• [Entries provided]

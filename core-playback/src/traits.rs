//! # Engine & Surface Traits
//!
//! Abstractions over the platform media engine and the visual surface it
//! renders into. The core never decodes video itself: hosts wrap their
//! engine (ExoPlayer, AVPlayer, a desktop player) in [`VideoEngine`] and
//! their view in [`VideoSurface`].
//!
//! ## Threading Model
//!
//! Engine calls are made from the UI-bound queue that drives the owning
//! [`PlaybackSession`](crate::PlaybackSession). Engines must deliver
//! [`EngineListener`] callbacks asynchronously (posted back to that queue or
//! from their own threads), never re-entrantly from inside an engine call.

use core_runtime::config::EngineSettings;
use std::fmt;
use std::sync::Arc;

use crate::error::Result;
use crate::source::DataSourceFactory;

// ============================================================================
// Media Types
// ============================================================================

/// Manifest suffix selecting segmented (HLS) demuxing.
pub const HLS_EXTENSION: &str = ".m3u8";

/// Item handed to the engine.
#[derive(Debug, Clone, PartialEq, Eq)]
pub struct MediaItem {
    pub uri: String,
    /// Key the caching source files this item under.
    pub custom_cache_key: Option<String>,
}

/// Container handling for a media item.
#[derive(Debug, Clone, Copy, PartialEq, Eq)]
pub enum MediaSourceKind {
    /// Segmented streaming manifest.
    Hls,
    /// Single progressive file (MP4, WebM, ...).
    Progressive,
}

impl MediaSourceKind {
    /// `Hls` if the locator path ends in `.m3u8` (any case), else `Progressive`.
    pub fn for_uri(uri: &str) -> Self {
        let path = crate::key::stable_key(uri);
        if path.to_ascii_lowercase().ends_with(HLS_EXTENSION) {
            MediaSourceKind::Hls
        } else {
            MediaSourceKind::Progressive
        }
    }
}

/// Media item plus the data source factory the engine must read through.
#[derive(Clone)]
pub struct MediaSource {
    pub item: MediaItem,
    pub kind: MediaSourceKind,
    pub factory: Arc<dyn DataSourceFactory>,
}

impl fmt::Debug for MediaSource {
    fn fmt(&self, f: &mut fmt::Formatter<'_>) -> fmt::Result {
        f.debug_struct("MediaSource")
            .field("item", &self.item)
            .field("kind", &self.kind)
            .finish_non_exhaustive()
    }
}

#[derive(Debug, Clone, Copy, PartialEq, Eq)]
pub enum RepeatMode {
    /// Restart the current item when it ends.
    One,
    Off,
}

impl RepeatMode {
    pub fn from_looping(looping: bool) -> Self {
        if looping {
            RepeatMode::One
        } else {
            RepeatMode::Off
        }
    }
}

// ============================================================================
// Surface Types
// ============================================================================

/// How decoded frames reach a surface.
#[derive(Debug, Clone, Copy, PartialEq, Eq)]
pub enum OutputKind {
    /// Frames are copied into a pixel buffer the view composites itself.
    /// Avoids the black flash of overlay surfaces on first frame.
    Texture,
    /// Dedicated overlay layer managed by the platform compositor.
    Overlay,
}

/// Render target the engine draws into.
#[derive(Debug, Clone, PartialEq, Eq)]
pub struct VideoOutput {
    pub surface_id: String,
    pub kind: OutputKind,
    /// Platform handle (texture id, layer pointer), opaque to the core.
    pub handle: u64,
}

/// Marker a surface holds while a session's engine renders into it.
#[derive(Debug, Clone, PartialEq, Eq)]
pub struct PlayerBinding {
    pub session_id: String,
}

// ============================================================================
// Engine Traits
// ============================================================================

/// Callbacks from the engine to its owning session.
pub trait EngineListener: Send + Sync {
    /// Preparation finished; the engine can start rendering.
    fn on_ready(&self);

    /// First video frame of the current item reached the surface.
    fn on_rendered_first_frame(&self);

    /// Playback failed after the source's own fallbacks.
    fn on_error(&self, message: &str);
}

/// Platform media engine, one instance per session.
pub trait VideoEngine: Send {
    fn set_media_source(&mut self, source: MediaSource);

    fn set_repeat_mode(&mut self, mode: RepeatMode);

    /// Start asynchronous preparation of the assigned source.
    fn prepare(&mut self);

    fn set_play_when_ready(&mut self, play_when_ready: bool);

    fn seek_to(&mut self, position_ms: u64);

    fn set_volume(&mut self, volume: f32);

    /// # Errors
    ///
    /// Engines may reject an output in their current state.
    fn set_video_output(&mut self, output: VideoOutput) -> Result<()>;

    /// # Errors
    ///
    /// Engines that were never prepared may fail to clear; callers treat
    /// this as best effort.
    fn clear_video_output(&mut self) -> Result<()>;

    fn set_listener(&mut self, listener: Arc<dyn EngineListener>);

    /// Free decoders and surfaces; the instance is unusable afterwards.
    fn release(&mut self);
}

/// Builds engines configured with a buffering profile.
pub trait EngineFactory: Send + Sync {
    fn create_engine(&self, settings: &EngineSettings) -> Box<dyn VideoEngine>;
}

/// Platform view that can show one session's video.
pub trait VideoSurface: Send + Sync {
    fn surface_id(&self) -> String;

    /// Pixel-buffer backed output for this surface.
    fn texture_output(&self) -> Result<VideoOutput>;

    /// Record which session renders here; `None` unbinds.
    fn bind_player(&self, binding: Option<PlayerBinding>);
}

==

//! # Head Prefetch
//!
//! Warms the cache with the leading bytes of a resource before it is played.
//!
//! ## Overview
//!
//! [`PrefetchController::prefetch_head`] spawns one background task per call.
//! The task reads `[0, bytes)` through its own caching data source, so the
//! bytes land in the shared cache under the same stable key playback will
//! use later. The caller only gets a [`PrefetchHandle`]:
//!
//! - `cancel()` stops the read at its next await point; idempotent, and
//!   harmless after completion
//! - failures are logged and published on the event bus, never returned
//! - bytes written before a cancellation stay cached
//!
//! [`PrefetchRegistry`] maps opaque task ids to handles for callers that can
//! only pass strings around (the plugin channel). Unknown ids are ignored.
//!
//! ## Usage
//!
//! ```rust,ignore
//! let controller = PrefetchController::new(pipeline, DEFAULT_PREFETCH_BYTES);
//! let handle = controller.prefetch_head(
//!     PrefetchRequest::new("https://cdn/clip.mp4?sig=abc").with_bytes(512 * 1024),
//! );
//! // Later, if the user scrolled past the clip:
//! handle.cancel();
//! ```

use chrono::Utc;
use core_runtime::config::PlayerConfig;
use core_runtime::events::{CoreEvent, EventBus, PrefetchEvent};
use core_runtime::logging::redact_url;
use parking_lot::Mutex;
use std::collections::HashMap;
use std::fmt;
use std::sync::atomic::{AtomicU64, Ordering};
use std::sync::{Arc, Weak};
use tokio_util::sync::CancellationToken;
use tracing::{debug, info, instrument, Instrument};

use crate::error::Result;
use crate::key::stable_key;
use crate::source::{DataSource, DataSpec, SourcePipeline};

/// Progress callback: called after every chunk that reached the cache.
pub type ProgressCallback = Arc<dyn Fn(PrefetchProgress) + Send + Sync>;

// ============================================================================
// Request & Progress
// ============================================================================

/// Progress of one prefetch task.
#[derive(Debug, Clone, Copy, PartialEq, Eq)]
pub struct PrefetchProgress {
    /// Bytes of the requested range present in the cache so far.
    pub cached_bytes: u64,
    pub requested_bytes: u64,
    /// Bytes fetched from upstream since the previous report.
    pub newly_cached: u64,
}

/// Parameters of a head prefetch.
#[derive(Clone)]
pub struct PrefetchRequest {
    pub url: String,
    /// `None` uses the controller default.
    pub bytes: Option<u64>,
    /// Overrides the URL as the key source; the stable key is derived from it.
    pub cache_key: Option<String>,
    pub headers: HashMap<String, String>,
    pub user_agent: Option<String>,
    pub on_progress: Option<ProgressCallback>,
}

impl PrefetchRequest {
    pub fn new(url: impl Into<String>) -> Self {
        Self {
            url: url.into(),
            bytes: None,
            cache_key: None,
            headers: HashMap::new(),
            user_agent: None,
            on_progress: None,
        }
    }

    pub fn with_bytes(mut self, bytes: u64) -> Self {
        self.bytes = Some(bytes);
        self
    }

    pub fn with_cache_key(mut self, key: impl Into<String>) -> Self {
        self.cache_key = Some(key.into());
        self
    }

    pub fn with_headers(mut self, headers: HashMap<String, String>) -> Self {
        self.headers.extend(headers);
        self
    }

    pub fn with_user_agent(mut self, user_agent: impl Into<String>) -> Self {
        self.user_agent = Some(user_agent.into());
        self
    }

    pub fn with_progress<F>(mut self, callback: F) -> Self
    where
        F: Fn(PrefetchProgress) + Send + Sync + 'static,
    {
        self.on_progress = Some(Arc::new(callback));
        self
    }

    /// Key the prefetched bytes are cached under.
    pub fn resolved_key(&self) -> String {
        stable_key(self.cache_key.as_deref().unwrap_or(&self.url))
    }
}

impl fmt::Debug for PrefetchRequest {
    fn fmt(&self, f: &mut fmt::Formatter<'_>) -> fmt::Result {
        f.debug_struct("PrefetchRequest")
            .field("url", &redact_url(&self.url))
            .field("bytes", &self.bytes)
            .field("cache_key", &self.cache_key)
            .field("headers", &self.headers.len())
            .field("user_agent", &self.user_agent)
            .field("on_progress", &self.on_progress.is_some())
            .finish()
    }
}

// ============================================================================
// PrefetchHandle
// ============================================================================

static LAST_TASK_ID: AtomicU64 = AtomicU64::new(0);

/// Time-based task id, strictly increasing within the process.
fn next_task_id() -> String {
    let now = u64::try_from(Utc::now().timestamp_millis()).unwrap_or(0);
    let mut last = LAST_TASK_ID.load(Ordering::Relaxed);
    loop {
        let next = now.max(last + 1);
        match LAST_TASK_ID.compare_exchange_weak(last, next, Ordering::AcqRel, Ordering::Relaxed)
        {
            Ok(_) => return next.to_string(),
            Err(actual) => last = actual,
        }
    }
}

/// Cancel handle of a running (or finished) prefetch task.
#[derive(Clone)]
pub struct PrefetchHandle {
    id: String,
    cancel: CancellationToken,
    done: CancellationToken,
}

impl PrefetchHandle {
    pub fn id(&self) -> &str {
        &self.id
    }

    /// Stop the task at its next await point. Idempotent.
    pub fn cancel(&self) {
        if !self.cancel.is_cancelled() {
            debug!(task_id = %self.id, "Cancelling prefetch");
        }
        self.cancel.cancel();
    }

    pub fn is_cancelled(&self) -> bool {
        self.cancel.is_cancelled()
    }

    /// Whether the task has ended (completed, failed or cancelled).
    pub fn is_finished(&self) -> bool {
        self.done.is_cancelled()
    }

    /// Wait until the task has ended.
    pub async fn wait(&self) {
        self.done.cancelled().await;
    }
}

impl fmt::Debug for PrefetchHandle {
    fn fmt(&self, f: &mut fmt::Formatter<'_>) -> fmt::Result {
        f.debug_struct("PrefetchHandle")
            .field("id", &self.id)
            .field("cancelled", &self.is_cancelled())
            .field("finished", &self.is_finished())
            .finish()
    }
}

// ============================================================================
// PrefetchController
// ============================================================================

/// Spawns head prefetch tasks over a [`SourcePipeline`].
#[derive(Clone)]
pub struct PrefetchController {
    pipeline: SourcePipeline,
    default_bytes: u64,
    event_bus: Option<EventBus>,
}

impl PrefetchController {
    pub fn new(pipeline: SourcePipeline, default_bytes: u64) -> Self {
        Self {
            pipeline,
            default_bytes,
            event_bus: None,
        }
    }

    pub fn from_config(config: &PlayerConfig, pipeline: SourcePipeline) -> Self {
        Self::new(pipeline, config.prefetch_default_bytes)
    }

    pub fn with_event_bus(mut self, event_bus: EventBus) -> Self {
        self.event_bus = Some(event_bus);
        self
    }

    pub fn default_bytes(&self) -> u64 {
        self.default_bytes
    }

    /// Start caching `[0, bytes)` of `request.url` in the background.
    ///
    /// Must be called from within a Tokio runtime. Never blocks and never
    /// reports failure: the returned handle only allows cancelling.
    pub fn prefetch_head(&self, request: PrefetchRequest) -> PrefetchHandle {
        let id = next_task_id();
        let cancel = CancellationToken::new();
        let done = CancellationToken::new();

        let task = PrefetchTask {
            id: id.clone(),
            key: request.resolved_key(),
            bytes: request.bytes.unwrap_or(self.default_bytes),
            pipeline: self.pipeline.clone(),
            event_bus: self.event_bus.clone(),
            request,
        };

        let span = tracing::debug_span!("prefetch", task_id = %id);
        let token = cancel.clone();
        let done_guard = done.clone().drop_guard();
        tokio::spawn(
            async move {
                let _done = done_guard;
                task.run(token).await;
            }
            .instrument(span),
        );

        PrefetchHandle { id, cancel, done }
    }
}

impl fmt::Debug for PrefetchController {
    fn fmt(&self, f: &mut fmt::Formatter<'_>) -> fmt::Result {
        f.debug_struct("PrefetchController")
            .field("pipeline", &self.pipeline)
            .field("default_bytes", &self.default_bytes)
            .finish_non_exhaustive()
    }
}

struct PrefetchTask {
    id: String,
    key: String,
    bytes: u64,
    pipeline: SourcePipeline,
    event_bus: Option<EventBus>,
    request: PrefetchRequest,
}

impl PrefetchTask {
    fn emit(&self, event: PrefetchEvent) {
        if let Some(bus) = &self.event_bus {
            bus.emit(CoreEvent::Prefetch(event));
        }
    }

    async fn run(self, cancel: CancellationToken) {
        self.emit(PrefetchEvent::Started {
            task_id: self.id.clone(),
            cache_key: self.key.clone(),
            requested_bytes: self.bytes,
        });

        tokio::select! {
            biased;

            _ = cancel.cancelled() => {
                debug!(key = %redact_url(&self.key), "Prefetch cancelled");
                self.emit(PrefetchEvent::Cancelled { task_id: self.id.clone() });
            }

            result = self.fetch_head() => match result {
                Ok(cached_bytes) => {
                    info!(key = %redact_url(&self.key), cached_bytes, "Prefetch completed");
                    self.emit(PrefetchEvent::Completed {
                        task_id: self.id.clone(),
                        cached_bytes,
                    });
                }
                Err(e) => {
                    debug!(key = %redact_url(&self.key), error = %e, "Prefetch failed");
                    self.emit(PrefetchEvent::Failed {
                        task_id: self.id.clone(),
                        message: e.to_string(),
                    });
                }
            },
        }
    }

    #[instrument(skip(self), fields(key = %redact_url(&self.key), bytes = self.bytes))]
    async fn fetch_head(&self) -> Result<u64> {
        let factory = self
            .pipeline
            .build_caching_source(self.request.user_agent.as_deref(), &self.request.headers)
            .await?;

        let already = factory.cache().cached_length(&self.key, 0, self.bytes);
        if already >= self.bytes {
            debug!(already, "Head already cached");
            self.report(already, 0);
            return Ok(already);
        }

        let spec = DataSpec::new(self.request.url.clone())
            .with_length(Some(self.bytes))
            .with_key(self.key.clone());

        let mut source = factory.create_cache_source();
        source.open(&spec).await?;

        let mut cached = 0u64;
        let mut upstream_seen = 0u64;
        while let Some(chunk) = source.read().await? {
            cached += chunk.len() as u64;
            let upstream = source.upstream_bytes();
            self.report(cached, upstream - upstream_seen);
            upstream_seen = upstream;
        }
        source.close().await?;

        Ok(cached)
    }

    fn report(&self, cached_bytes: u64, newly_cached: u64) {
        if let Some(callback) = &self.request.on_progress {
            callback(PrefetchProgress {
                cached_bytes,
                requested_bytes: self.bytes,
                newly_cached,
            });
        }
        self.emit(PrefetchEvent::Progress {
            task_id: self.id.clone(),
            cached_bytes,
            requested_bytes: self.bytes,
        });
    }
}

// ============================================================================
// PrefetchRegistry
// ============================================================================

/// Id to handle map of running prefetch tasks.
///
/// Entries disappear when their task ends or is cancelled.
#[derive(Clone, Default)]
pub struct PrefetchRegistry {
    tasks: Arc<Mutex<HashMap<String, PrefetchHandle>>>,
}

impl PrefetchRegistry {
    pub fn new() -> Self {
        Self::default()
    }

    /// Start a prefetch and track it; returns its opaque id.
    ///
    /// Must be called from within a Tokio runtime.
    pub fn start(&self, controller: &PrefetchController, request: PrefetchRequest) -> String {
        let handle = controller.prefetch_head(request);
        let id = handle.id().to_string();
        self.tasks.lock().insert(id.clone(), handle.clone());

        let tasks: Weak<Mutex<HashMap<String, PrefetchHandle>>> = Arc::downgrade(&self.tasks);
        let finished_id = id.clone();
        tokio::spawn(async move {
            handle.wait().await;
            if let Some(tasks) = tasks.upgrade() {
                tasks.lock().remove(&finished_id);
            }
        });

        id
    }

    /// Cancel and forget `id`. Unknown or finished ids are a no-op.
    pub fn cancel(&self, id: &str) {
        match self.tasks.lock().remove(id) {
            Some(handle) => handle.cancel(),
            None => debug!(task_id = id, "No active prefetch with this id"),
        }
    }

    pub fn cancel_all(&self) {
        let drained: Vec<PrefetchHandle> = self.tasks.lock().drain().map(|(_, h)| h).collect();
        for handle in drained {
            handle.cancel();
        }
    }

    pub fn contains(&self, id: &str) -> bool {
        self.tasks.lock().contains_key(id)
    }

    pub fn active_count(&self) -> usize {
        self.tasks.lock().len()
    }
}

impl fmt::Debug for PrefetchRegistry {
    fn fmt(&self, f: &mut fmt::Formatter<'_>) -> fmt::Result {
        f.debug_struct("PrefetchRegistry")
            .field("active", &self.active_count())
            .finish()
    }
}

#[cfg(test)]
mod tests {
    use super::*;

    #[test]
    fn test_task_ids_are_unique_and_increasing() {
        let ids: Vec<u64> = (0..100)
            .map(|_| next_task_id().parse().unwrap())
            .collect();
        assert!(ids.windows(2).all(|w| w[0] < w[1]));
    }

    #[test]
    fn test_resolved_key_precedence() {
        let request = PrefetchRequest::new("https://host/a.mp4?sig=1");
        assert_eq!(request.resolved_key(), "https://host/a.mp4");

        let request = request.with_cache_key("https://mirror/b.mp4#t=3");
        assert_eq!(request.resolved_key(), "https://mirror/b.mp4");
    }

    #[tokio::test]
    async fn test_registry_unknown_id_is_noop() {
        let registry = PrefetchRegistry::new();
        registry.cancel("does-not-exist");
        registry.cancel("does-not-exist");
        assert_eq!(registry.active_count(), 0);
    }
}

==

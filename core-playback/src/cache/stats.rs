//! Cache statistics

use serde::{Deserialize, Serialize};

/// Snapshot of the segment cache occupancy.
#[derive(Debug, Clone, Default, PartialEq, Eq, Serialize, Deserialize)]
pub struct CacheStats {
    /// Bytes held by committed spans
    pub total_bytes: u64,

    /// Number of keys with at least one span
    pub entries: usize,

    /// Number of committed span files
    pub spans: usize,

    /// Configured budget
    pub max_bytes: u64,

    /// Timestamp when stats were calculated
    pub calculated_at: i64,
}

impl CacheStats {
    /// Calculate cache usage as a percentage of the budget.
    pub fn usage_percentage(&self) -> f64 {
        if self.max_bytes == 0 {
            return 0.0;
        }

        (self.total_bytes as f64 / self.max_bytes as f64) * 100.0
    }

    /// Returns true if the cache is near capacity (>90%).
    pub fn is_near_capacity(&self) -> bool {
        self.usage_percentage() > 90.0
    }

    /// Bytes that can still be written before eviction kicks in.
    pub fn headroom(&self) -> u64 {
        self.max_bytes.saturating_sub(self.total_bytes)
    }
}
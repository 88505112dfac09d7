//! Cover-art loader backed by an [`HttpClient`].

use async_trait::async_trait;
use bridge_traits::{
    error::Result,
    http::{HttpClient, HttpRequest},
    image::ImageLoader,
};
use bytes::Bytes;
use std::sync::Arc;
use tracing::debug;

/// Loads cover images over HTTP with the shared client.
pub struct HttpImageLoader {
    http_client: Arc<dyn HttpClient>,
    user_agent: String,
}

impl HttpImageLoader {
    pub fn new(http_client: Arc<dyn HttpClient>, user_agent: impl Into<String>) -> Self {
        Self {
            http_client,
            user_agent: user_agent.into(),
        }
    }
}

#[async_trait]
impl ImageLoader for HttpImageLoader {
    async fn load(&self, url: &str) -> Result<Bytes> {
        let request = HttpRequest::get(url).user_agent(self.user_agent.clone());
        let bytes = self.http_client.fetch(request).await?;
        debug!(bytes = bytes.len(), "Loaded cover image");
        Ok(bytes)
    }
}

• [Exercise directions] For the word "None", please say how many lines in the entries hold it, with only the number as the reply.

• [Final answer] 8